ROCHESTER, Minn. (KTTC) -- The Plummer building was built in 1928. Adorning the entrance are bronze doors standing 16 feet tall and weighing 4,000 pounds each.
The Plummer Building has only closed its doors 11 times. Each time marked significant moments for Mayo and the nation.
Those doors closed Wednesday to demonstrate closing the door on racism.
"There has to be something extremely important for us to do that and ending racism has reached the top of that list of things that is very important for us to do," said Dr. Eddie Greene who sits on the Mayo Clinic Board of Governors.
The last time the doors were closed was in honor the death of Sister Genrose Gervais's in 2016.
"We are a leader in this effort to end racism, to eliminate health disparities, create health equity, and do the best we can for every patient that needs to be here," Greene said.
Mayo Clinic has also announced the investment of $100 million over the next ten years to eliminate racism.

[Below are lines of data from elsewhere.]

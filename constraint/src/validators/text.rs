use crate::{ConstraintError, ConstraintResult, Validator, Verdict};
use reach_core::{Tag, Value};
use reach_registry::builtin;
use regex_lite::Regex;

/// Bounds the length of a string (in characters) or the size of a collection.
#[derive(Debug, Clone, Copy)]
pub struct Length {
    min: i64,
    max: i64,
    trim: bool,
}

impl Length {
    pub fn new(min: i64, max: i64) -> Self {
        Self {
            min,
            max,
            trim: false,
        }
    }

    pub fn from_tag(tag: &Tag) -> Self {
        Self {
            min: tag.int("min").unwrap_or(0),
            max: tag.int("max").unwrap_or(i64::MAX),
            trim: tag.bool("trim").unwrap_or(false),
        }
    }

    /// Ignore surrounding whitespace in strings.
    pub fn trimmed(mut self) -> Self {
        self.trim = true;
        self
    }
}

impl Validator for Length {
    fn check(&self, value: &Value) -> ConstraintResult<Verdict> {
        let len = match value {
            Value::Null => return Ok(Verdict::Valid),
            Value::String(s) if self.trim => s.trim().chars().count(),
            Value::String(s) => s.chars().count(),
            Value::List(list) => list.len(),
            Value::Map(map) => map.len(),
            Value::Properties(properties) => properties.len(),
            other => {
                return Err(ConstraintError::unsupported_value(
                    builtin::LENGTH,
                    other.type_name(),
                ))
            }
        };
        let len = i64::try_from(len).unwrap_or(i64::MAX);
        Ok((len >= self.min && len <= self.max).into())
    }
}

/// The whole string must match a regular expression.
#[derive(Debug, Clone)]
pub struct Pattern {
    regex: Regex,
}

impl Pattern {
    pub fn new(pattern: &str) -> ConstraintResult<Self> {
        let regex = Regex::new(&format!("^(?:{})$", pattern))
            .map_err(|e| ConstraintError::invalid_pattern(pattern, e.to_string()))?;
        Ok(Self { regex })
    }

    pub fn from_tag(tag: &Tag) -> ConstraintResult<Self> {
        let pattern = tag
            .str("regex")
            .ok_or_else(|| ConstraintError::missing_param(tag.name(), "regex"))?;
        Self::new(pattern)
    }
}

impl Validator for Pattern {
    fn check(&self, value: &Value) -> ConstraintResult<Verdict> {
        match value {
            Value::Null => Ok(Verdict::Valid),
            Value::String(s) => Ok(self.regex.is_match(s).into()),
            other => Err(ConstraintError::unsupported_value(
                builtin::PATTERN,
                other.type_name(),
            )),
        }
    }
}
//! Composable member predicates.

use crate::Member;
use reach_core::TypeDesc;
use reach_registry::Registry;
use std::fmt;
use std::sync::Arc;

/// A shareable test over members.
#[derive(Clone)]
pub struct MemberPredicate(Arc<dyn Fn(&Member) -> bool + Send + Sync>);

impl MemberPredicate {
    pub fn new<F>(f: F) -> Self
    where
        F: Fn(&Member) -> bool + Send + Sync + 'static,
    {
        Self(Arc::new(f))
    }

    pub fn test(&self, member: &Member) -> bool {
        (self.0)(member)
    }

    pub fn and(self, other: MemberPredicate) -> Self {
        Self::new(move |m| self.test(m) && other.test(m))
    }

    pub fn or(self, other: MemberPredicate) -> Self {
        Self::new(move |m| self.test(m) || other.test(m))
    }

    pub fn negate(self) -> Self {
        Self::new(move |m| !self.test(m))
    }
}

impl fmt::Debug for MemberPredicate {
    fn fmt(&self, f: &mut fmt::Formatter<'_>) -> fmt::Result {
        f.write_str("MemberPredicate(..)")
    }
}

pub fn readable() -> MemberPredicate {
    MemberPredicate::new(Member::is_readable)
}

pub fn writable() -> MemberPredicate {
    MemberPredicate::new(Member::is_writable)
}

/// Members carrying at least one tag.
pub fn tagged() -> MemberPredicate {
    MemberPredicate::new(|m| !m.tags().is_empty())
}

pub fn untagged() -> MemberPredicate {
    tagged().negate()
}

pub fn tagged_with(tag_name: impl Into<String>) -> MemberPredicate {
    let tag_name = tag_name.into();
    MemberPredicate::new(move |m| m.has_tag(&tag_name))
}

pub fn named(name: impl Into<String>) -> MemberPredicate {
    let name = name.into();
    MemberPredicate::new(move |m| m.name() == name)
}

/// Members whose declared type is exactly `type_desc`.
pub fn of_type(type_desc: TypeDesc) -> MemberPredicate {
    MemberPredicate::new(move |m| *m.declared_type() == type_desc)
}

/// Members whose declared type can be stored in a slot of `type_desc`.
pub fn assignable_to(registry: Arc<Registry>, type_desc: TypeDesc) -> MemberPredicate {
    MemberPredicate::new(move |m| registry.is_assignable(&type_desc, m.declared_type()))
}

pub fn specific() -> MemberPredicate {
    MemberPredicate::new(Member::is_specific)
}

pub fn non_specific() -> MemberPredicate {
    specific().negate()
}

The plan includes; strengthening pipeline programs for health care professionals, increasing diverse recruitment and retention of physicians, and addressing conscious and unconscious racism within the organization among other things.

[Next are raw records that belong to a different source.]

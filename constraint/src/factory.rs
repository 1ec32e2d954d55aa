//! Constraint resolution: mapping tag instances to validators.

use crate::validators::{self, DomainValidator};
use crate::{
    ConstraintError, ConstraintResult, EngineConfig, ValidationEngine, Validator,
    ValidatorContext, ValidatorRegistration,
};
use reach_core::{Tag, TypeDesc};
use reach_element::Elements;
use reach_registry::{Registry, TagDef};
use std::collections::HashMap;
use std::fmt;
use std::sync::Arc;
use tracing::debug;

/// Builds validators for tag instances.
///
/// A tag definition names its validator by identifier; the factory keeps one
/// registration per identifier. Tag definitions with meta-tags and no
/// validator of their own resolve to a composite over those meta-tags.
#[derive(Clone)]
pub struct ValidatorFactory {
    elements: Elements,
    registrations: Arc<HashMap<String, ValidatorRegistration>>,
}

impl ValidatorFactory {
    /// A factory with every built-in validator registered.
    pub fn new(elements: Elements) -> Self {
        let mut factory = Self {
            elements,
            registrations: Arc::new(HashMap::new()),
        };
        validators::register_builtins(&mut factory);
        factory
    }

    pub fn elements(&self) -> &Elements {
        &self.elements
    }

    pub fn registry(&self) -> &Arc<Registry> {
        self.elements.registry()
    }

    /// Register (or replace) the validator for an identifier.
    pub fn register(&mut self, id: impl Into<String>, registration: ValidatorRegistration) {
        Arc::make_mut(&mut self.registrations).insert(id.into(), registration);
    }

    pub fn registration(&self, id: &str) -> Option<&ValidatorRegistration> {
        self.registrations.get(id)
    }

    fn tag_def(&self, tag: &Tag) -> ConstraintResult<&Arc<TagDef>> {
        self.registry()
            .get_tag(tag.name())
            .ok_or_else(|| ConstraintError::unknown_tag(tag.name()))
    }

    /// Whether nested violations reported for `tag` are merged into the parent result.
    pub fn merges_elements(&self, tag: &Tag) -> bool {
        self.registry()
            .get_tag(tag.name())
            .is_some_and(|def| def.merge_elements)
    }

    /// Whether `tag` is enforced by a validator.
    pub fn is_constraint(&self, tag: &Tag) -> bool {
        self.registry()
            .get_tag(tag.name())
            .is_some_and(|def| def.is_constraint())
    }

    /// The validator enforcing `ctx.tag`, or `None` for marker tags.
    pub fn resolve(&self, ctx: &ValidatorContext<'_>) -> ConstraintResult<Option<Box<dyn Validator>>> {
        let def = self.tag_def(ctx.tag)?;

        if let Some(id) = &def.validator {
            let registration = self
                .registrations
                .get(id)
                .ok_or_else(|| ConstraintError::unknown_validator(ctx.tag.name(), id))?;
            if let Some(missing) = registration.requires.iter().find(|c| !ctx.provides(**c)) {
                return Err(ConstraintError::missing_capability(id, *missing));
            }
            return (registration.build)(ctx).map(Some);
        }

        if def.is_composite() {
            let mut parts = Vec::with_capacity(def.meta_tags.len());
            for meta in &def.meta_tags {
                if let Some(validator) = self.resolve(&ctx.with_tag(meta))? {
                    parts.push(validator);
                }
            }
            debug!(tag = ctx.tag.name(), parts = parts.len(), "composite validator resolved");
            return Ok(Some(Box::new(DomainValidator::new(parts))));
        }

        Ok(None)
    }

    /// Build a validator outside any engine run.
    ///
    /// Only the tag, the factory and a default engine are available, so a
    /// validator requiring a member or target fails with `MissingCapability`.
    pub fn create(&self, tag: &Tag) -> ConstraintResult<Option<Box<dyn Validator>>> {
        let engine = ValidationEngine::unchecked(self.clone(), EngineConfig::default());
        let ctx = ValidatorContext {
            tag,
            member: None,
            target: None,
            engine: &engine,
            factory: self,
        };
        self.resolve(&ctx)
    }

    /// Check that `tag` can be enforced on a member declared as `declared_type`.
    pub(crate) fn check(&self, tag: &Tag, member: &str, declared_type: &TypeDesc) -> ConstraintResult<()> {
        let def = self.tag_def(tag)?;

        if let Some(id) = &def.validator {
            let registration = self
                .registrations
                .get(id)
                .ok_or_else(|| ConstraintError::unknown_validator(tag.name(), id))?;
            if let Some(supports) = registration.supports {
                if !supports(declared_type) {
                    return Err(ConstraintError::UnsupportedShape {
                        tag: tag.name().to_string(),
                        member: member.to_string(),
                        declared_type: declared_type.clone(),
                    });
                }
            }
            if let Some(check_tag) = registration.check_tag {
                check_tag(tag)?;
            }
            return Ok(());
        }

        for meta in &def.meta_tags {
            self.check(meta, member, declared_type)?;
        }
        Ok(())
    }
}

impl fmt::Debug for ValidatorFactory {
    fn fmt(&self, f: &mut fmt::Formatter<'_>) -> fmt::Result {
        let mut ids: Vec<&str> = self.registrations.keys().map(String::as_str).collect();
        ids.sort_unstable();
        f.debug_struct("ValidatorFactory")
            .field("validators", &ids)
            .finish_non_exhaustive()
    }
}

As to where the money will be going specifically, Greene said the board is still working on it.
As the doors opened back up Thursday morning, it marked a new era at Mayo Clinic, and an opportunity to be part of the solution.
"The opportunity to make sure we do our part in helping to end racism. As a part of medicine as part of health care, and in general is what's gonna help us to be a part of the solution," Greene said.